# PROBLEM DESCRIPTION
Present the count of lines in the entries below that hold "Ordering", and present nothing else.

# DATA FOR ANALYSIS

------------------------------------

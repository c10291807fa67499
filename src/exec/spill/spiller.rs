// Licensed to the Apache Software Foundation (ASF) under one
// or more contributor license agreements.  See the NOTICE file
// distributed with this work for additional information
// regarding copyright ownership.  The ASF licenses this file
// to you under the Apache License, Version 2.0 (the
// "License"); you may not use this file except in compliance
// with the License.  You may obtain a copy of the License at
//
//   http://www.apache.org/licenses/LICENSE-2.0
//
// Unless required by applicable law or agreed to in writing,
// software distributed under the License is distributed on an
// "AS IS" BASIS, WITHOUT WARRANTIES OR CONDITIONS OF ANY
// KIND, either express or implied.  See the License for the
// specific language governing permissions and limitations
// under the License.
use std::fs::{File, OpenOptions};
use std::io::{BufWriter, Seek, SeekFrom, Write};
use std::path::{Path, PathBuf};
use std::sync::atomic::{AtomicU64, Ordering};

use arrow::datatypes::SchemaRef;
use arrow::record_batch::RecordBatch;

use crate::common::error::{Result, SortError};
use crate::common::logging::{debug, warn};
use crate::exec::spill::block_format::{
    FILE_HEADER_LEN, FileHeader, INDEX_ENTRY_LEN, IndexEntry, write_header, write_index,
};
use crate::exec::spill::dir_manager::DirManager;
use crate::exec::spill::ipc_serde::{IpcSerde, SpillCodec, schema_hash};
use crate::exec::spill::spill_stream::SpillStream;

/// Process-wide sequence making spill file names unique per operator instance.
static NEXT_INSTANCE_SEQ: AtomicU64 = AtomicU64::new(0);

/// Creates the spill files of one operator instance.
///
/// Files are named `spill_<pid>_<instance>_<spill index>.arrow` and placed
/// round-robin over the configured directories.
#[derive(Debug)]
pub struct Spiller {
    dir_manager: DirManager,
    ipc: IpcSerde,
    pid: u32,
    instance_seq: u64,
    next_spill_index: u64,
}

impl Spiller {
    pub fn new(dirs: Vec<PathBuf>, codec: SpillCodec) -> Result<Self> {
        Ok(Self {
            dir_manager: DirManager::new(dirs)?,
            ipc: IpcSerde::new(codec)?,
            pid: std::process::id(),
            instance_seq: NEXT_INSTANCE_SEQ.fetch_add(1, Ordering::Relaxed),
            next_spill_index: 0,
        })
    }

    pub fn codec(&self) -> SpillCodec {
        self.ipc.codec()
    }

    pub fn spill_count(&self) -> u64 {
        self.next_spill_index
    }

    /// Create the file for the next spill event and write its header placeholder.
    pub fn create_writer(&mut self, schema: &SchemaRef) -> Result<SpillWriter> {
        let spill_index = self.next_spill_index;
        self.next_spill_index += 1;
        let path = self.dir_manager.next_dir().join(format!(
            "spill_{}_{}_{}.arrow",
            self.pid, self.instance_seq, spill_index
        ));
        let file = OpenOptions::new()
            .create_new(true)
            .write(true)
            .open(&path)
            .map_err(|e| SortError::io(format!("create spill file {}", path.display()), e))?;
        let mut writer = SpillWriter {
            path: Some(path),
            file: BufWriter::new(file),
            schema: schema.clone(),
            header: FileHeader::new(self.ipc.codec(), schema_hash(schema.as_ref())),
            index: Vec::new(),
            ipc: self.ipc.clone(),
            offset: FILE_HEADER_LEN as u64,
            rows: 0,
        };
        write_header(&mut writer.file, &writer.header)?;
        Ok(writer)
    }
}

/// Append-only writer of one spill file.
///
/// Dropping a writer that was not finished deletes the partial file.
#[derive(Debug)]
pub struct SpillWriter {
    path: Option<PathBuf>,
    file: BufWriter<File>,
    schema: SchemaRef,
    header: FileHeader,
    index: Vec<IndexEntry>,
    ipc: IpcSerde,
    offset: u64,
    rows: u64,
}

impl SpillWriter {
    pub fn path(&self) -> Option<&Path> {
        self.path.as_deref()
    }

    pub fn rows(&self) -> u64 {
        self.rows
    }

    pub fn bytes_written(&self) -> u64 {
        self.offset
    }

    pub fn append(&mut self, batch: &RecordBatch) -> Result<()> {
        let encoded = self.ipc.encode(batch)?;
        let num_rows = u32::try_from(batch.num_rows()).map_err(|_| {
            SortError::Unsupported(format!("spill batch of {} rows", batch.num_rows()))
        })?;
        self.file
            .write_all(&encoded)
            .map_err(|e| SortError::io(format!("write spill file {}", self.display_path()), e))?;
        let length = encoded.len() as u64;
        self.index.push(IndexEntry {
            offset: self.offset,
            length,
            num_rows,
        });
        self.offset += length;
        self.rows += u64::from(num_rows);
        Ok(())
    }

    /// Write the index, rewrite the header and hand the file over to a guard.
    pub fn finish(mut self) -> Result<SpillFile> {
        self.header.num_messages = self.index.len() as u32;
        self.header.index_offset = self.offset;
        self.header.index_length = (self.index.len() * INDEX_ENTRY_LEN) as u64;
        write_index(&mut self.file, &self.index)?;
        self.file
            .seek(SeekFrom::Start(0))
            .map_err(|e| SortError::io(format!("seek spill file {}", self.display_path()), e))?;
        write_header(&mut self.file, &self.header)?;
        self.file
            .flush()
            .map_err(|e| SortError::io(format!("flush spill file {}", self.display_path()), e))?;

        let bytes = self.offset + self.header.index_length;
        let path = self
            .path
            .take()
            .ok_or_else(|| SortError::Unsupported("spill writer finished twice".to_string()))?;
        debug!(
            "spill file finished: path={} batches={} rows={} bytes={}",
            path.display(),
            self.index.len(),
            self.rows,
            bytes
        );
        Ok(SpillFile {
            path,
            schema: self.schema.clone(),
            num_batches: self.index.len(),
            num_rows: self.rows,
            num_bytes: bytes,
        })
    }

    fn display_path(&self) -> String {
        self.path
            .as_ref()
            .map(|p| p.display().to_string())
            .unwrap_or_default()
    }
}

impl Drop for SpillWriter {
    fn drop(&mut self) {
        if let Some(path) = self.path.take() {
            remove_spill_file(&path);
        }
    }
}

/// A finished spill file. The file is deleted when the handle drops.
#[derive(Debug)]
pub struct SpillFile {
    path: PathBuf,
    schema: SchemaRef,
    num_batches: usize,
    num_rows: u64,
    num_bytes: u64,
}

impl SpillFile {
    pub fn path(&self) -> &Path {
        &self.path
    }

    pub fn num_batches(&self) -> usize {
        self.num_batches
    }

    pub fn num_rows(&self) -> u64 {
        self.num_rows
    }

    pub fn num_bytes(&self) -> u64 {
        self.num_bytes
    }

    pub fn open_stream(&self) -> Result<SpillStream> {
        SpillStream::open(&self.path, self.schema.clone())
    }
}

impl Drop for SpillFile {
    fn drop(&mut self) {
        remove_spill_file(&self.path);
    }
}

fn remove_spill_file(path: &Path) {
    if let Err(err) = std::fs::remove_file(path)
        && err.kind() != std::io::ErrorKind::NotFound
    {
        warn!(
            "Sort spill remove file failed: path={} error={}",
            path.display(),
            err
        );
    }
}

------------------------------------

# YOUR RESPONSE
2